Case No. 3:12-cv-089

01-07-2013

MELVIN COLLINS, Plaintiff, v. MICHAEL J. ASTRUE, COMMISSIONER OF SOCIAL SECURITY, Defendant.


District Judge Herbert Walter Rice

Magistrate Judge Michael R. Merz


REPORT AND RECOMMENDATIONS

Plaintiff brought this action pursuant to 42 U.S.C. '405(g) for judicial review of the final decision of Defendant Commissioner of Social Security (the "Commissioner") denying Plaintiff's application for Social Security benefits. The case is now before the Court for decision after briefing by the parties directed to the record as a whole.

Judicial review of the Commissioner's decision is limited in scope by the statute which permits judicial review, 42 U.S.C. '405(g). The Court's sole function is to determine whether the record as a whole contains substantial evidence to support the Commissioner's decision. The Commissioner's findings must be affirmed if they are supported by "such relevant evidence as a reasonable mind might accept as adequate to support a conclusion." Richardson v. Perales, 402 U.S. 389, 401 (1971), citing, Consolidated Edison Co. v. NLRB, 305 U.S. 197, 229 (1938); Landsaw v. Secretary of Health and Human Services, 803 F.2d 211, 213 (6th Cir. 1986). Substantial evidence is more than a mere scintilla, but only so much as would be required to prevent a directed verdict (now judgment as a matter of law), against the Commissioner if this case were being tried to a jury. Foster v. Bowen, 853 F.2d 483, 486 (6th Cir. 1988); NLRB v. Columbian Enameling & Stamping Co., 306 U.S. 292, 300 (1939).

In deciding whether the Commissioner's findings are supported by substantial evidence, the Court must consider the record as a whole. Hepner v. Mathews, 574 F.2d 359 (6th Cir. 1978); Houston v. Secretary of Health and Human Services, 736 F.2d 365 (6th Cir. 1984); Garner v. Heckler, 745 F.2d 383 (6th Cir. 1984). However, the Court may not try the case de novo, resolve conflicts in evidence, or decide questions of credibility. Garner, supra. If the Commissioner's decision is supported by substantial evidence, it must be affirmed even if the Court as a trier of fact would have arrived at a different conclusion. Elkins v. Secretary of Health and Human Services, 658 F.2d 437, 439 (6th Cir. 1981).

To qualify for disability insurance benefits (SSD), a claimant must meet certain insured status requirements, be under age sixty-five, file an application for such benefits, and be under a disability as defined in the Social Security Act, 42 U.S.C. ' 423. To establish disability, a claimant must prove that he or she suffers from a medically determinable physical or mental impairment that can be expected to result in death or has lasted or can be expected to last for a continuous period of not less than twelve months. 42 U.S.C. ' 423(d)(1)(A). Secondly, these impairments must render the claimant unable to engage in the claimant's previous work or in any other substantial gainful employment which exists in the national economy. 42 U.S.C. '423(d)(2).

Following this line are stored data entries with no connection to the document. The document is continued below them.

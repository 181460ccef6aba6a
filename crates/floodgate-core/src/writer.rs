//! Buffered batch writer.
//!
//! Mutations are queued in a bounded FIFO buffer instead of being sent to the
//! store one by one. A timer (or a full batch) drains the buffer into atomic
//! commits of at most `max_batch_size` writes, each routed through the
//! circuit breaker with a timeout.
//!
//! ## Overload and failure policy
//!
//! - A full buffer rejects new operations (`enqueue_*` returns `false`).
//! - A failed commit stops the flush. Operations from that chunk go back to
//!   the front of the buffer once; an operation that fails a second time, or
//!   that no longer fits, is dropped and counted.

use crate::circuit_breaker::CircuitBreaker;
use crate::config::BatchWriterConfig;
use crate::error::StoreError;
use crate::maintenance::BackgroundTask;
use crate::metrics::{FlushDurationHistogram, FlushHistogram};
use crate::store::{Document, DocumentStore, WriteOp, MAX_BATCH_WRITES};
use parking_lot::Mutex;
use serde::Serialize;
use std::collections::VecDeque;
use std::sync::atomic::{AtomicBool, AtomicU64, Ordering};
use std::sync::Arc;
use std::time::Instant;
use tokio::sync::Notify;
use tracing::{debug, info, warn};

/// Kind of buffered mutation.
#[derive(Debug, Clone, Copy, PartialEq, Eq, Serialize)]
#[serde(rename_all = "snake_case")]
pub enum OperationKind {
    /// Create, overwrite or merge
    Set,
    /// Merge into an existing document
    Update,
    /// Remove
    Delete,
}

/// A mutation waiting to be committed.
#[derive(Debug, Clone, PartialEq, Serialize)]
pub struct BatchOperation {
    /// Mutation kind
    pub kind: OperationKind,
    /// Target collection
    pub collection: String,
    /// Target document
    pub doc_id: String,
    /// Payload for set and update
    pub data: Option<Document>,
    /// Merge flag for set
    pub merge: bool,
    /// Whether this operation already failed one commit
    pub retried: bool,
}

impl BatchOperation {
    /// A set operation.
    pub fn set(collection: &str, doc_id: &str, data: Document, merge: bool) -> Self {
        Self::new(OperationKind::Set, collection, doc_id, Some(data), merge)
    }

    /// An update operation.
    pub fn update(collection: &str, doc_id: &str, data: Document) -> Self {
        Self::new(OperationKind::Update, collection, doc_id, Some(data), false)
    }

    /// A delete operation.
    pub fn delete(collection: &str, doc_id: &str) -> Self {
        Self::new(OperationKind::Delete, collection, doc_id, None, false)
    }

    fn new(
        kind: OperationKind,
        collection: &str,
        doc_id: &str,
        data: Option<Document>,
        merge: bool,
    ) -> Self {
        Self {
            kind,
            collection: collection.to_string(),
            doc_id: doc_id.to_string(),
            data,
            merge,
            retried: false,
        }
    }

    /// Store-facing form of this operation.
    pub fn to_write(&self) -> WriteOp {
        let collection = self.collection.clone();
        let doc_id = self.doc_id.clone();
        match self.kind {
            OperationKind::Set => WriteOp::Set {
                collection,
                doc_id,
                data: self.data.clone().unwrap_or_default(),
                merge: self.merge,
            },
            OperationKind::Update => WriteOp::Update {
                collection,
                doc_id,
                data: self.data.clone().unwrap_or_default(),
            },
            OperationKind::Delete => WriteOp::Delete { collection, doc_id },
        }
    }
}

/// Batch writer metrics snapshot.
#[derive(Debug, Clone, Default, PartialEq, Serialize)]
pub struct BatchWriterMetrics {
    /// Operations currently buffered
    pub buffer_depth: usize,
    /// Buffer capacity
    pub max_buffer_size: usize,
    /// buffer_depth / max_buffer_size
    pub buffer_pressure: f64,
    /// Operations accepted by enqueue
    pub total_ops: u64,
    /// Operations committed
    pub flushed_ops: u64,
    /// Commits that failed
    pub failed_flushes: u64,
    /// Operations rejected or discarded
    pub dropped_ops: u64,
    /// Operations put back for a second attempt
    pub retried_ops: u64,
    /// Whether a flush is in progress
    pub flushing: bool,
}

/// Resets the in-flight flag when a flush ends, even if it is cancelled.
struct FlushGuard<'a>(&'a AtomicBool);

impl Drop for FlushGuard<'_> {
    fn drop(&mut self) {
        self.0.store(false, Ordering::Release);
    }
}

/// Called with each chunk after the store has committed it.
pub type CommitHook = Box<dyn Fn(&[BatchOperation]) + Send + Sync>;

/// Buffered writer in front of a [`DocumentStore`].
pub struct BatchWriter {
    config: BatchWriterConfig,
    max_batch_size: usize,
    store: Arc<dyn DocumentStore>,
    breaker: Arc<CircuitBreaker>,
    buffer: Mutex<VecDeque<BatchOperation>>,
    flushing: AtomicBool,
    wake: Arc<Notify>,
    total_ops: AtomicU64,
    flushed_ops: AtomicU64,
    failed_flushes: AtomicU64,
    dropped_ops: AtomicU64,
    retried_ops: AtomicU64,
    histogram: FlushHistogram,
    on_commit: Option<CommitHook>,
    timer: BackgroundTask,
}

impl BatchWriter {
    /// Create a writer. The batch size is capped by the store's own limit.
    pub fn new(
        config: BatchWriterConfig,
        store: Arc<dyn DocumentStore>,
        breaker: Arc<CircuitBreaker>,
    ) -> Self {
        let store_limit = store.max_batch_size().clamp(1, MAX_BATCH_WRITES);
        let max_batch_size = config.max_batch_size.clamp(1, store_limit);
        if max_batch_size != config.max_batch_size {
            warn!(
                configured = config.max_batch_size,
                effective = max_batch_size,
                "Batch size capped to store limit"
            );
        }

        Self {
            max_batch_size,
            store,
            breaker,
            buffer: Mutex::new(VecDeque::with_capacity(config.max_buffer_size.min(1024))),
            flushing: AtomicBool::new(false),
            wake: Arc::new(Notify::new()),
            total_ops: AtomicU64::new(0),
            flushed_ops: AtomicU64::new(0),
            failed_flushes: AtomicU64::new(0),
            dropped_ops: AtomicU64::new(0),
            retried_ops: AtomicU64::new(0),
            histogram: FlushHistogram::new(),
            on_commit: None,
            timer: BackgroundTask::new("batch-writer-flush"),
            config,
        }
    }

    /// Run `hook` after every successful commit.
    pub fn with_commit_hook(
        mut self,
        hook: impl Fn(&[BatchOperation]) + Send + Sync + 'static,
    ) -> Self {
        self.on_commit = Some(Box::new(hook));
        self
    }

    /// Queue a set. Returns `false` if the buffer is full.
    pub fn enqueue_set(&self, collection: &str, doc_id: &str, data: Document, merge: bool) -> bool {
        self.enqueue(BatchOperation::set(collection, doc_id, data, merge))
    }

    /// Queue an update. Returns `false` if the buffer is full.
    pub fn enqueue_update(&self, collection: &str, doc_id: &str, data: Document) -> bool {
        self.enqueue(BatchOperation::update(collection, doc_id, data))
    }

    /// Queue a delete. Returns `false` if the buffer is full.
    pub fn enqueue_delete(&self, collection: &str, doc_id: &str) -> bool {
        self.enqueue(BatchOperation::delete(collection, doc_id))
    }

    /// Queue an operation. Returns `false` if the buffer is full.
    pub fn enqueue(&self, op: BatchOperation) -> bool {
        let mut buffer = self.buffer.lock();
        if buffer.len() >= self.config.max_buffer_size {
            drop(buffer);
            self.dropped_ops.fetch_add(1, Ordering::Relaxed);
            warn!(
                collection = %op.collection,
                doc_id = %op.doc_id,
                max_buffer_size = self.config.max_buffer_size,
                "Write buffer full, operation rejected"
            );
            return false;
        }

        buffer.push_back(op);
        let depth = buffer.len();
        drop(buffer);

        self.total_ops.fetch_add(1, Ordering::Relaxed);
        if depth >= self.max_batch_size {
            self.wake.notify_one();
        }
        true
    }

    /// Drain the buffer into commits. Returns the number of operations
    /// committed by this call; 0 if another flush is already running.
    pub async fn flush(&self) -> usize {
        if self
            .flushing
            .compare_exchange(false, true, Ordering::AcqRel, Ordering::Acquire)
            .is_err()
        {
            debug!("Flush already in progress");
            return 0;
        }
        let _guard = FlushGuard(&self.flushing);

        let mut committed = 0;
        loop {
            let chunk: Vec<BatchOperation> = {
                let mut buffer = self.buffer.lock();
                if buffer.is_empty() {
                    break;
                }
                let n = buffer.len().min(self.max_batch_size);
                buffer.drain(..n).collect()
            };

            let writes: Vec<WriteOp> = chunk.iter().map(BatchOperation::to_write).collect();
            let started = Instant::now();
            let ok = self.commit(&writes).await;
            self.histogram.observe(started.elapsed());

            if ok {
                if let Some(hook) = &self.on_commit {
                    hook(&chunk);
                }
                committed += chunk.len();
                self.flushed_ops
                    .fetch_add(chunk.len() as u64, Ordering::Relaxed);
                debug!(
                    writes = chunk.len(),
                    duration_ms = started.elapsed().as_millis() as u64,
                    "Batch committed"
                );
            } else {
                self.failed_flushes.fetch_add(1, Ordering::Relaxed);
                self.requeue(chunk);
                break;
            }
        }

        committed
    }

    async fn commit(&self, writes: &[WriteOp]) -> bool {
        let timeout = self.config.commit_timeout();
        let store = &self.store;

        self.breaker
            .execute_with_fallback(
                || async move {
                    match tokio::time::timeout(timeout, store.commit(writes)).await {
                        Ok(result) => result.map(|()| true),
                        Err(_) => Err(StoreError::Timeout(timeout)),
                    }
                },
                |err| {
                    let err = StoreError::from(err);
                    warn!(
                        error = %err,
                        transient = err.is_transient(),
                        writes = writes.len(),
                        "Batch commit failed"
                    );
                    false
                },
            )
            .await
    }

    /// Put a failed chunk back at the front of the buffer, at most once per
    /// operation and only as far as there is room.
    fn requeue(&self, chunk: Vec<BatchOperation>) {
        let (exhausted, retryable): (Vec<_>, Vec<_>) =
            chunk.into_iter().partition(|op| op.retried);

        let mut buffer = self.buffer.lock();
        let room = self.config.max_buffer_size.saturating_sub(buffer.len());
        let requeued = retryable.len().min(room);
        let overflow = retryable.len() - requeued;

        for mut op in retryable.into_iter().take(requeued).rev() {
            op.retried = true;
            buffer.push_front(op);
        }
        drop(buffer);

        let dropped = exhausted.len() + overflow;
        self.retried_ops
            .fetch_add(requeued as u64, Ordering::Relaxed);
        self.dropped_ops.fetch_add(dropped as u64, Ordering::Relaxed);

        warn!(
            requeued,
            dropped_after_retry = exhausted.len(),
            dropped_no_room = overflow,
            "Failed batch returned to buffer"
        );
    }

    /// Start the flush timer.
    pub fn start(self: &Arc<Self>) -> bool {
        self.timer.spawn_periodic_or_notified(
            self,
            self.config.flush_interval(),
            Arc::clone(&self.wake),
            |writer| async move {
                writer.flush().await;
            },
        )
    }

    /// Stop the flush timer. Buffered operations are kept.
    pub fn stop(&self) {
        self.timer.stop();
    }

    /// Stop the timer, wait for it, then flush what is left.
    pub async fn shutdown(&self) {
        self.timer.stop();
        self.timer.join().await;

        let remaining = self.buffer.lock().len();
        let committed = self.flush().await;
        info!(
            remaining,
            committed,
            left_behind = self.buffer.lock().len(),
            "Batch writer shut down"
        );
    }

    /// Whether the flush timer is running.
    pub fn is_running(&self) -> bool {
        self.timer.is_running()
    }

    /// Effective batch size.
    pub fn max_batch_size(&self) -> usize {
        self.max_batch_size
    }

    /// Metrics snapshot.
    pub fn metrics(&self) -> BatchWriterMetrics {
        let buffer_depth = self.buffer.lock().len();
        let max_buffer_size = self.config.max_buffer_size;
        BatchWriterMetrics {
            buffer_depth,
            max_buffer_size,
            buffer_pressure: if max_buffer_size == 0 {
                0.0
            } else {
                buffer_depth as f64 / max_buffer_size as f64
            },
            total_ops: self.total_ops.load(Ordering::Relaxed),
            flushed_ops: self.flushed_ops.load(Ordering::Relaxed),
            failed_flushes: self.failed_flushes.load(Ordering::Relaxed),
            dropped_ops: self.dropped_ops.load(Ordering::Relaxed),
            retried_ops: self.retried_ops.load(Ordering::Relaxed),
            flushing: self.flushing.load(Ordering::Acquire),
        }
    }

    /// Commit duration histogram.
    pub fn flush_histogram(&self) -> FlushDurationHistogram {
        self.histogram.snapshot()
    }

    /// Buffered operations, oldest first.
    pub fn pending_operations(&self) -> Vec<BatchOperation> {
        self.buffer.lock().iter().cloned().collect()
    }
}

The Commissioner has established a sequential evaluation process for disability determinations. 20 C.F.R. '404.1520. First, if the claimant is currently engaged in substantial gainful activity, the claimant is found not disabled. Second, if the claimant is not presently engaged in substantial gainful activity, the Commissioner determines if the claimant has a severe impairment or impairments; if not, the claimant is found not disabled. Third, if the claimant has a severe impairment, it is compared with the Listing of Impairments, 20 C.F.R. Subpart P, Appendix 1. If the impairment is listed or is medically equivalent to a listed impairment, the claimant is found disabled and benefits are awarded. 20 C.F.R. '404.1520(d). Fourth, if the claimant's impairments do not meet or equal a listed impairment, the Commissioner determines if the impairments prevent the claimant from returning to his regular previous employment; if not, the claimant is found not disabled. Fifth, if the claimant is unable to return to his regular previous employment, he has established a prima facie case of disability and the burden of proof shifts to the Commissioner to show that there is work which exists in significant numbers in the national economy which the claimant can perform. Bowen v. Yuckert, 482 U.S. 137, 145, n.5 (1987).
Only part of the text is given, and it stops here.